• _Exercise_: Search the records for "Configuration". Report every line where it occurs.

Dataset entries:
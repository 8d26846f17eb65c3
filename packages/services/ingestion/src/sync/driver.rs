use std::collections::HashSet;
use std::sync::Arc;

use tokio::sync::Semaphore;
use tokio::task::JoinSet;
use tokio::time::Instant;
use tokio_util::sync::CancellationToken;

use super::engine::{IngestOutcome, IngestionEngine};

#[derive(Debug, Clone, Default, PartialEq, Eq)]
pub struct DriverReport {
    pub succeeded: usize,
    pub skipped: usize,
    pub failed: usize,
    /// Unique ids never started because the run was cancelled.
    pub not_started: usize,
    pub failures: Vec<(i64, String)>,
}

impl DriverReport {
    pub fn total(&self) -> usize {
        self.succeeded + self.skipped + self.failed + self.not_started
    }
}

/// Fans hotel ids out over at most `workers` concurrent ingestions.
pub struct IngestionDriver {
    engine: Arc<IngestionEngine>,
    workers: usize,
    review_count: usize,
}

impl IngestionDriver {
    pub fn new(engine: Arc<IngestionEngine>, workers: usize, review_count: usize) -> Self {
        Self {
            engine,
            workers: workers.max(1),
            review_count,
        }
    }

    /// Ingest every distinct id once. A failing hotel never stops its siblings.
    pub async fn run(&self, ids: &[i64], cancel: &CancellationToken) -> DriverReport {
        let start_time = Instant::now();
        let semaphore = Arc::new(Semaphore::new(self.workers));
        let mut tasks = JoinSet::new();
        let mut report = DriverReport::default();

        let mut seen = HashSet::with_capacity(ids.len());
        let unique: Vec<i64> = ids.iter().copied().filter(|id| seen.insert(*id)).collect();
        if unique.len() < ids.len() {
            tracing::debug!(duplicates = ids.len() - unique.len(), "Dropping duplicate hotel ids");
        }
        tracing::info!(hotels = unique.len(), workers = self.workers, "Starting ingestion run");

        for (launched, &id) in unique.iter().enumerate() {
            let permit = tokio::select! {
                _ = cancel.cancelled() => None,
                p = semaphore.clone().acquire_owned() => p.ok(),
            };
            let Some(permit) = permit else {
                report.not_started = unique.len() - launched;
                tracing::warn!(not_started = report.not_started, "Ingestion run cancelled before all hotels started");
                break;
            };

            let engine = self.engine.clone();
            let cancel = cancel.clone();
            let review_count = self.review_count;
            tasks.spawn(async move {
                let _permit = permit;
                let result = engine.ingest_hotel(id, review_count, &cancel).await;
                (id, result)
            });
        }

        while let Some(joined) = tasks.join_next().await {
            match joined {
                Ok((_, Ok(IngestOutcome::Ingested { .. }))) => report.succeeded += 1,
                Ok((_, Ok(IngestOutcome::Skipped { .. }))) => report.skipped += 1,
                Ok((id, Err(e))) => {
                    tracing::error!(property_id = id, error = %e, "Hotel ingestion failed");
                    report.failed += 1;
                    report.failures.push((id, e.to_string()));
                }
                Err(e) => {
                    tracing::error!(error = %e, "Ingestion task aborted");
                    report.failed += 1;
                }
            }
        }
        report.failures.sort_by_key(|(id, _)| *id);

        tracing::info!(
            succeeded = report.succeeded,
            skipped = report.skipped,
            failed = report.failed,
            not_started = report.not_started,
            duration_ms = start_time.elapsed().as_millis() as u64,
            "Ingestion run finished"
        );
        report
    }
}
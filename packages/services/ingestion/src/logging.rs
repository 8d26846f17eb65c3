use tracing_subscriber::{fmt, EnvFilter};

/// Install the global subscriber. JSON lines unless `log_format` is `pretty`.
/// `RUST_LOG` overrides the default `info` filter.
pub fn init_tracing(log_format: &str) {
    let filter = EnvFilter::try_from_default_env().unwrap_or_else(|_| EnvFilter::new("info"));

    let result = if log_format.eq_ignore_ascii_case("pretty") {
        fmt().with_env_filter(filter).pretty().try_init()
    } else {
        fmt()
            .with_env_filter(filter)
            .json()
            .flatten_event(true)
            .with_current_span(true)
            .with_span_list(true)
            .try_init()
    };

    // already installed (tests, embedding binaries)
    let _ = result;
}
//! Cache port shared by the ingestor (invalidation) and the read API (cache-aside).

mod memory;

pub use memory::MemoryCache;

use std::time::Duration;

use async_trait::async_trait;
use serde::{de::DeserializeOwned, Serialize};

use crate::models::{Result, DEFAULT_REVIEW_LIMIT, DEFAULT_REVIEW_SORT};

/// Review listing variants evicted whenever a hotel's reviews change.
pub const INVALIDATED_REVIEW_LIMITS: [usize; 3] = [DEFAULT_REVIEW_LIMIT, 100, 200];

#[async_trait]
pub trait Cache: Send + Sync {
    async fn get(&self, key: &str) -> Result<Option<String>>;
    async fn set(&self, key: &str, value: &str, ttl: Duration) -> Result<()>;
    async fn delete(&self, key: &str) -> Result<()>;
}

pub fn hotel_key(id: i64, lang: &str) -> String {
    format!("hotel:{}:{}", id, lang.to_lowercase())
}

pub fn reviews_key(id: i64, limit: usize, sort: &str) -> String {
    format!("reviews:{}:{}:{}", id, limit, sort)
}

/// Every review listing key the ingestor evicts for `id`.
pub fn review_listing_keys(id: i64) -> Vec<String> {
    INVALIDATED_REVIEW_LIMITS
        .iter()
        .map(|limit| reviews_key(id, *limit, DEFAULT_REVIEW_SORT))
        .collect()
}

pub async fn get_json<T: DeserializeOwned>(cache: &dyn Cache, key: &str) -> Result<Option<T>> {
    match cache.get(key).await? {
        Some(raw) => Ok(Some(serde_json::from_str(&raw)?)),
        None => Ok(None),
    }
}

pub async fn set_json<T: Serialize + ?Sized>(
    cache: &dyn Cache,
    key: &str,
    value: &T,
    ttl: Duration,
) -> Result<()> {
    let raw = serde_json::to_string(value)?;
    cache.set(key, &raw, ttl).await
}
...
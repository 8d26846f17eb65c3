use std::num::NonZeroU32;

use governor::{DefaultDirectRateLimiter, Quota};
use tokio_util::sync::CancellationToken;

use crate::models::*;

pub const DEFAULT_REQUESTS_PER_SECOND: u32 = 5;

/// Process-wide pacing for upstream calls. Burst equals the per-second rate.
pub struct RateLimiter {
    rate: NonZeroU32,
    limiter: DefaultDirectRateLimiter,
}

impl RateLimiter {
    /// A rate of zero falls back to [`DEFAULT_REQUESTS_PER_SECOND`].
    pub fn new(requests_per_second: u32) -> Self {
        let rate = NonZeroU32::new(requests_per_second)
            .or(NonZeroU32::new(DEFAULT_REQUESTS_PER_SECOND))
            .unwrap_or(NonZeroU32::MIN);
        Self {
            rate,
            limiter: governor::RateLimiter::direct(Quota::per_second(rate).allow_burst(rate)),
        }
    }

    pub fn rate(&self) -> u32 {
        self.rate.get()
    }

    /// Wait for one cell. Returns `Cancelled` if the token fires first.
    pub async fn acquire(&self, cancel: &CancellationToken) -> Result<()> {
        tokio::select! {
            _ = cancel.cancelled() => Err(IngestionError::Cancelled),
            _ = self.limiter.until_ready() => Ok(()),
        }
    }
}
---
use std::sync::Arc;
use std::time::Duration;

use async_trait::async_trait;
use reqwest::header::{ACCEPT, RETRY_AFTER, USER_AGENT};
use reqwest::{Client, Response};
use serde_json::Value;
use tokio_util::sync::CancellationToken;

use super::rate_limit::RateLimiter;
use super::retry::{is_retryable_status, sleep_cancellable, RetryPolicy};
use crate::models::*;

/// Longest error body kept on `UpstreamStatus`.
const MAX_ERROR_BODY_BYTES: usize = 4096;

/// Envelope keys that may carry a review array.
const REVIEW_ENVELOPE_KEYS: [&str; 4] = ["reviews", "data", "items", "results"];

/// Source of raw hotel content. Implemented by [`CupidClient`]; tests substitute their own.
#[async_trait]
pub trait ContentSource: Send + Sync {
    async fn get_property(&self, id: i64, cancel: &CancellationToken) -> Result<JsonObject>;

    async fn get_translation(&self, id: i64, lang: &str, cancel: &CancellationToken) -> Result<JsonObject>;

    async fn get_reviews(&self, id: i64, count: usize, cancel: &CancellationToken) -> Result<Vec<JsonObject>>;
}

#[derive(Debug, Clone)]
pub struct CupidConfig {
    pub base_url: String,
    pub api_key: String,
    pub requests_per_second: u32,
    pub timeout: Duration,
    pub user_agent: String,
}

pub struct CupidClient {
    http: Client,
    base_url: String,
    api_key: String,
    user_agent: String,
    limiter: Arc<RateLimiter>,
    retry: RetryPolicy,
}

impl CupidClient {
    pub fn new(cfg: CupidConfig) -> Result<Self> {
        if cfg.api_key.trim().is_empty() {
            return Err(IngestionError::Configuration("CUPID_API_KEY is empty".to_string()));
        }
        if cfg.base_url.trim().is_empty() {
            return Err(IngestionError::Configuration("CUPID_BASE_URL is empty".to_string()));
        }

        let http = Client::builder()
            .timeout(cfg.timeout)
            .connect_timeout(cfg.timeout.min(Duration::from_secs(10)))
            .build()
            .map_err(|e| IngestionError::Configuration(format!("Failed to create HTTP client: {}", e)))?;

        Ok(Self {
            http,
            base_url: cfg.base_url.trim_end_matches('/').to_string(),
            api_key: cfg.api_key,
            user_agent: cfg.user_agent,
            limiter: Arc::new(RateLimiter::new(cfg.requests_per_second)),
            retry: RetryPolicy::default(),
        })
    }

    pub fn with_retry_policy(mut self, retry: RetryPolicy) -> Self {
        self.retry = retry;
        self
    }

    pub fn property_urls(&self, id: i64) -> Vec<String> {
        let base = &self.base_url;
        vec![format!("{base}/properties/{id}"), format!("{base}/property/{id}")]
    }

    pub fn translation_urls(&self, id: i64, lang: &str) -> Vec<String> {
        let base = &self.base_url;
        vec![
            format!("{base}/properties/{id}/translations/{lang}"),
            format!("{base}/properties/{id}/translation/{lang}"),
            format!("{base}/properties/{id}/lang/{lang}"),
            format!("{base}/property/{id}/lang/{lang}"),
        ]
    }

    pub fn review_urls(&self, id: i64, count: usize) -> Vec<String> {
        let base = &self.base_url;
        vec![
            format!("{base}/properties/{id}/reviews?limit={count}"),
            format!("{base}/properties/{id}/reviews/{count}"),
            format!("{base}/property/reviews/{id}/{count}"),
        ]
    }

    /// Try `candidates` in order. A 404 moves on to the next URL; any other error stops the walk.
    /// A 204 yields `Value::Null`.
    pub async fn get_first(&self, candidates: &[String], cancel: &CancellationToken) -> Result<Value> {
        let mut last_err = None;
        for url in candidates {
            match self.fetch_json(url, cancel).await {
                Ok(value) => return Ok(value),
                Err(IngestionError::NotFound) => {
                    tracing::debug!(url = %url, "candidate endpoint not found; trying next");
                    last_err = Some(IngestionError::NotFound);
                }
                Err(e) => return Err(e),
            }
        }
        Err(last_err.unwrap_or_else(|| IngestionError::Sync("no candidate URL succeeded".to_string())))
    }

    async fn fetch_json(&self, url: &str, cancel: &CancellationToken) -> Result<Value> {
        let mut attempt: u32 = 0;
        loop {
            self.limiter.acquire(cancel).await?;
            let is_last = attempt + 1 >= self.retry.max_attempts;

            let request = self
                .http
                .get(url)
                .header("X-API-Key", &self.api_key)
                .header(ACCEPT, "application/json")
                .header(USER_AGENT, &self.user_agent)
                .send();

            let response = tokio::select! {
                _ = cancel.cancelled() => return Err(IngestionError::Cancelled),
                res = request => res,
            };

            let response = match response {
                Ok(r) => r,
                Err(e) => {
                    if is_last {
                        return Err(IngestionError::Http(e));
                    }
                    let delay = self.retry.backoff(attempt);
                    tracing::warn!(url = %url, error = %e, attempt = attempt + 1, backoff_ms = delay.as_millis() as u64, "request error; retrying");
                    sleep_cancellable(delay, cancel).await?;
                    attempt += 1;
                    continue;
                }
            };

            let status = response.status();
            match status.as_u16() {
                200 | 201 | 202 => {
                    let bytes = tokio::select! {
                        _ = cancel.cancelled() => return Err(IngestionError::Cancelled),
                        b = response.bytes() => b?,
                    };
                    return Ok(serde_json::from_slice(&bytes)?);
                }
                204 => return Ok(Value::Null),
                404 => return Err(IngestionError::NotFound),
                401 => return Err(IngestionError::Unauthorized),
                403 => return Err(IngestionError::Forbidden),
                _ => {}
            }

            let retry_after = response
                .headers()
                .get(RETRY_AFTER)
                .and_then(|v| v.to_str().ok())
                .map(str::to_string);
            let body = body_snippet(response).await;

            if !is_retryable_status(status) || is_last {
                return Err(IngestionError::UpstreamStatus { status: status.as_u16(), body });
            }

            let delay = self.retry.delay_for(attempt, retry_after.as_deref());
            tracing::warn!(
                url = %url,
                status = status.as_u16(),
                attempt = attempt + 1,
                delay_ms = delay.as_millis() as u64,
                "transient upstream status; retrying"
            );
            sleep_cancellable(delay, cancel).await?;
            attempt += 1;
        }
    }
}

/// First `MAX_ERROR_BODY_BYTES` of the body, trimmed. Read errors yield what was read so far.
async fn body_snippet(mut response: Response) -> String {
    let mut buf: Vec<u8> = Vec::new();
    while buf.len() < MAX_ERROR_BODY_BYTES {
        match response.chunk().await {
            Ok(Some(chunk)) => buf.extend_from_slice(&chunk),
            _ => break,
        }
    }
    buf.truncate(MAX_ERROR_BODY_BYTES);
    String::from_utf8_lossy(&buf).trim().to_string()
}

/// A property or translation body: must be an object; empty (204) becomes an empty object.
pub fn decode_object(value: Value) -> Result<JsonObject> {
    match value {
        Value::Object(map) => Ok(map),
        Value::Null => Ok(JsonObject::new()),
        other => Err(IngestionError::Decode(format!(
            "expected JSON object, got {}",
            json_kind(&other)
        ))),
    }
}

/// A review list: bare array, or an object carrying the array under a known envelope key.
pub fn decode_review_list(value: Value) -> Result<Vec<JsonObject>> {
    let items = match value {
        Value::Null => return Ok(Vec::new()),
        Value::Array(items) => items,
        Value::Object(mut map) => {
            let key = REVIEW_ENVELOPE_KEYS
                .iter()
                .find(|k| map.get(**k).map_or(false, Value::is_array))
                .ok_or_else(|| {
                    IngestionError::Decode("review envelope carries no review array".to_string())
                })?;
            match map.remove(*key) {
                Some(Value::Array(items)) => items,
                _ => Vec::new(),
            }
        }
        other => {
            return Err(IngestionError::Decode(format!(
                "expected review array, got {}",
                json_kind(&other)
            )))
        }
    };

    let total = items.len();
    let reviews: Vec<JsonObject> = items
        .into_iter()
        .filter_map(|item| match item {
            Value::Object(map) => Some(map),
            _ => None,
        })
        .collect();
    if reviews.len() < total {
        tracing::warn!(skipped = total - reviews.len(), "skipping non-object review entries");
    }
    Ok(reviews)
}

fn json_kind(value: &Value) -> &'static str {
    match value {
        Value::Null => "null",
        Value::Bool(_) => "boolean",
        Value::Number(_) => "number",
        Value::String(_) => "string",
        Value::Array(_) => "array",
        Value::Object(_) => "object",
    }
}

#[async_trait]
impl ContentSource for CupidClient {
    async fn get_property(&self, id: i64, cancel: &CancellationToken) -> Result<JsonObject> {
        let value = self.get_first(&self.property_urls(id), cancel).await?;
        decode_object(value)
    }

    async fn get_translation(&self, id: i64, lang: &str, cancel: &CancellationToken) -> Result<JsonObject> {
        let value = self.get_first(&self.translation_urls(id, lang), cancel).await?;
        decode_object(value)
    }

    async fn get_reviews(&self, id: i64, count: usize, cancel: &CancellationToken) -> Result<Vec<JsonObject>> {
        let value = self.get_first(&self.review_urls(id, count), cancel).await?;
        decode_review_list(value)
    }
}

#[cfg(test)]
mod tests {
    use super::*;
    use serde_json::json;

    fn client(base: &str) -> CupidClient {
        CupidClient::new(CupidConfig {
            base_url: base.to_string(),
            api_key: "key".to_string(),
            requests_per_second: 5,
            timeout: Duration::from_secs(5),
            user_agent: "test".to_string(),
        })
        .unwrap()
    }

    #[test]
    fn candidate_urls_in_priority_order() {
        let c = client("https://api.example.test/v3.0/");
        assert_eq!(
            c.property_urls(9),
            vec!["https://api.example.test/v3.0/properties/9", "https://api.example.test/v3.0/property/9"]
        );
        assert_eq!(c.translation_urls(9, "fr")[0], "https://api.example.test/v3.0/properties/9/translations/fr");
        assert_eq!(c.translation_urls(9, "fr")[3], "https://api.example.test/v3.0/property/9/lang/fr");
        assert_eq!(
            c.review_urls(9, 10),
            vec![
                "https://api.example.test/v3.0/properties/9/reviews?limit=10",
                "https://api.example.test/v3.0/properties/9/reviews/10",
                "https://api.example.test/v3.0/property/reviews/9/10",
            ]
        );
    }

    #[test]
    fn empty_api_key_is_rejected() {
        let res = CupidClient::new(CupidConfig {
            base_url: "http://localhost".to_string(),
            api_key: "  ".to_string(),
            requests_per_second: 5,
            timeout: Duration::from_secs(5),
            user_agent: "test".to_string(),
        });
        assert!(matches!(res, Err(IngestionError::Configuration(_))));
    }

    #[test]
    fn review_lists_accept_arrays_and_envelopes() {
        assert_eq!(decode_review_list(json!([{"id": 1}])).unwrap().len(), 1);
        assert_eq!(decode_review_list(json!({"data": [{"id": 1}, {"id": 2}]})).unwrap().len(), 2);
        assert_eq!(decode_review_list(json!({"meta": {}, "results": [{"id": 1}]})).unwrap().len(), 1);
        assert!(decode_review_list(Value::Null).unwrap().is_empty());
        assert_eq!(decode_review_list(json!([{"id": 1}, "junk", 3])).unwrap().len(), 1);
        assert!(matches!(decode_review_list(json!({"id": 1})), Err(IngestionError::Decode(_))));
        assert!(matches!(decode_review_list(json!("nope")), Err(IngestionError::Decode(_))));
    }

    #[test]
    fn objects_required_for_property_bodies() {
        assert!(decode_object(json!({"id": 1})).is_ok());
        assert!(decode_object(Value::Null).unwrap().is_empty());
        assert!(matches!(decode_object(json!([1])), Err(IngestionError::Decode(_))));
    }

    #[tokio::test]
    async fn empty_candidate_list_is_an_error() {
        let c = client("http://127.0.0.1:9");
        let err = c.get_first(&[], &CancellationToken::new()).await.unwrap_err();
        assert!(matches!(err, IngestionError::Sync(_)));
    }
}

• _Reply_:
            return Err(IngestionError::Configuration("CUPID_API_KEY is empty".to_string()));
            return Err(IngestionError::Configuration("CUPID_BASE_URL is empty".to_string()));
            .map_err(|e| IngestionError::Configuration(format!("Failed to create HTTP client: {}", e)))?;
        assert!(matches!(res, Err(IngestionError::Configuration(_))));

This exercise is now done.